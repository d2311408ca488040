use crate::error::format_context;
use config::{Config, Environment, File};
use serde::de::DeserializeOwned;
use std::borrow::Cow;
use std::path::{Path, PathBuf};
use tracing::{debug, info};

/// Prefix of environment overrides (`WMON__LOGGING__LEVEL=debug`).
pub const ENV_PREFIX: &str = "WMON";
/// Base name looked up in the working directory when no path is given.
pub const DEFAULT_CONFIG_FILE: &str = "monitor";

/// Custom error type for config loading.
#[derive(Debug, thiserror::Error)]
pub enum ConfigError {
    #[error("Config error{}: {source}", format_context(.context))]
    Config { source: config::ConfigError, context: Option<Cow<'static, str>> },
}

/// Attaches a context message to config failures.
pub trait ConfigErrorExt<T> {
    /// # Errors
    /// Returns the original failure wrapped in [`ConfigError::Config`].
    fn context(self, context: impl Into<Cow<'static, str>>) -> Result<T, ConfigError>;
}

impl<T> ConfigErrorExt<T> for Result<T, config::ConfigError> {
    fn context(self, context: impl Into<Cow<'static, str>>) -> Result<T, ConfigError> {
        self.map_err(|source| ConfigError::Config { source, context: Some(context.into()) })
    }
}

impl From<config::ConfigError> for ConfigError {
    fn from(source: config::ConfigError) -> Self {
        Self::Config { source, context: None }
    }
}

/// Loads host configuration from a file layered under environment overrides.
///
/// 1. **Base file**: an explicit `path` must exist. Without one, `monitor.{toml,json,yaml,..}`
///    in the working directory is used when present; otherwise every field keeps its default.
/// 2. **Environment**: variables prefixed with `WMON__` override the file. Nested keys use
///    double underscores (`WMON__LOGGING__LEVEL` maps to `logging.level`).
///
/// # Errors
/// Returns [`ConfigError`] if an explicit file is missing, a source cannot be parsed,
/// or the merged values do not match `T`.
///
/// # Example
/// ```rust,no_run
/// use wmon_kernel::config::load_config;
/// use wmon_kernel::domain::config::MonitorConfig;
///
/// let cfg: MonitorConfig = load_config(None::<&str>).unwrap_or_default();
/// assert!(!cfg.variant.is_empty());
/// ```
pub fn load_config<T>(path: Option<impl AsRef<Path>>) -> Result<T, ConfigError>
where
    T: DeserializeOwned,
{
    load_layered(path, environment())
}

/// Same as [`load_config`], but reads overrides from `vars` instead of the process environment.
///
/// Keys keep their prefix (`WMON__VARIANT`).
///
/// # Errors
/// See [`load_config`].
pub fn load_config_with_env<T>(
    path: Option<impl AsRef<Path>>,
    vars: config::Map<String, String>,
) -> Result<T, ConfigError>
where
    T: DeserializeOwned,
{
    load_layered(path, environment().source(Some(vars)))
}

fn environment() -> Environment {
    Environment::with_prefix(ENV_PREFIX).separator("__").convert_case(config::Case::Snake)
}

fn load_layered<T>(path: Option<impl AsRef<Path>>, env: Environment) -> Result<T, ConfigError>
where
    T: DeserializeOwned,
{
    let (effective_path, required) = path.map_or_else(
        || (PathBuf::from(DEFAULT_CONFIG_FILE), false),
        |p| (p.as_ref().to_path_buf(), true),
    );

    info!(path = %effective_path.display(), required, "Loading config");

    let config = Config::builder()
        .add_source(File::from(effective_path.as_path()).required(required))
        .add_source(env)
        .build()
        .context("Failed to build config")?
        .try_deserialize::<T>()
        .context("Failed to deserialize config")?;

    debug!("Config loaded");
    Ok(config)
}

· · · · ·

◆ Problem:
Report each line in the preceding entries that holds the string "None".

◆ Written response:
        Self::Config { source, context: None }
/// let cfg: MonitorConfig = load_config(None::<&str>).unwrap_or_default();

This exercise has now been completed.